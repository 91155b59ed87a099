use std::cell::Cell;

use super::*;

/// Adapter chains: an adapter accepts input 1..=3 jolts below its rating
struct Chains<'a> {
    ratings: &'a [u64],
}

impl DpProblem<usize, u64> for Chains<'_> {
    fn deps(&self, i: &usize) -> Vec<usize> {
        (i.saturating_sub(3)..*i)
            .filter(|&j| self.ratings[*i] - self.ratings[j] <= 3)
            .collect()
    }

    fn compute(&self, i: &usize, ways: Vec<u64>) -> u64 {
        if *i == 0 { 1 } else { ways.iter().sum() }
    }
}

/// Lattice paths moving right or down, keyed by (row, col)
struct Lattice;

impl DpProblem<(usize, usize), u64> for Lattice {
    fn deps(&self, &(r, c): &(usize, usize)) -> Vec<(usize, usize)> {
        let mut from = Vec::new();
        if r > 0 {
            from.push((r - 1, c));
        }
        if c > 0 {
            from.push((r, c - 1));
        }
        from
    }

    fn compute(&self, _: &(usize, usize), from: Vec<u64>) -> u64 {
        from.iter().sum::<u64>().max(1)
    }
}

#[test]
fn test_adapter_chain_count() {
    let ratings = [0, 1, 4, 5, 6, 7, 10, 11, 12, 15, 16, 19, 22];
    let cache = DpCache::with_problem(VecBackend::new(), Chains { ratings: &ratings });
    assert!(cache.is_empty());
    assert_eq!(cache.get(&(ratings.len() - 1)), 8);
    assert_eq!(cache.len(), ratings.len());
}

#[test]
fn test_shared_dependency_computed_once() {
    // 0 needs 1 and 2, which both need 3
    struct Diamond<'a> {
        calls: &'a Cell<u32>,
    }

    impl DpProblem<usize, i64> for Diamond<'_> {
        fn deps(&self, n: &usize) -> Vec<usize> {
            match n {
                0 => vec![1, 2],
                1 | 2 => vec![3],
                _ => vec![],
            }
        }

        fn compute(&self, n: &usize, deps: Vec<i64>) -> i64 {
            self.calls.set(self.calls.get() + 1);
            match n {
                0 => deps[0] - deps[1],
                1 => deps[0] * 5,
                2 => deps[0] + 1,
                _ => 4,
            }
        }
    }

    let calls = Cell::new(0);
    let cache = DpCache::with_problem(HashMapBackend::new(), Diamond { calls: &calls });
    assert_eq!(cache.get(&0), 15);
    assert_eq!(calls.get(), 4);
    assert_eq!(cache.get(&1), 20);
    assert_eq!(calls.get(), 4);
}

#[test]
fn test_tuple_indices() {
    let cache = DpCache::with_problem(HashMapBackend::new(), Lattice);
    assert_eq!(cache.get(&(2, 2)), 6);
    assert_eq!(cache.get(&(16, 16)), 601_080_390);
}

#[test]
fn test_vec_backend_keeps_first_value() {
    let mut backend = VecBackend::<&str>::with_capacity(4);
    assert_eq!(*backend.get_or_insert(6, || "first"), "first");
    assert_eq!(*backend.get_or_insert(6, || "second"), "first");
    assert_eq!(backend.get(&2), None);
    assert_eq!(backend.get(&60), None);
    assert_eq!(backend.len(), 1);
}

#[test]
fn test_hashmap_backend_keeps_first_value() {
    let mut backend = HashMapBackend::<&str, u32>::new();
    assert!(backend.is_empty());
    assert_eq!(*backend.get_or_insert("svr", || 2), 2);
    assert_eq!(*backend.get_or_insert("svr", || 9), 2);
    assert_eq!(backend.get(&"out"), None);
}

========

> Problem details
Check the entries above line by line and return each one containing the word "from".

> Solution to the problem
        let mut from = Vec::new();
            from.push((r - 1, c));
            from.push((r, c - 1));
        from
    fn compute(&self, _: &(usize, usize), from: Vec<u64>) -> u64 {
        from.iter().sum::<u64>().max(1)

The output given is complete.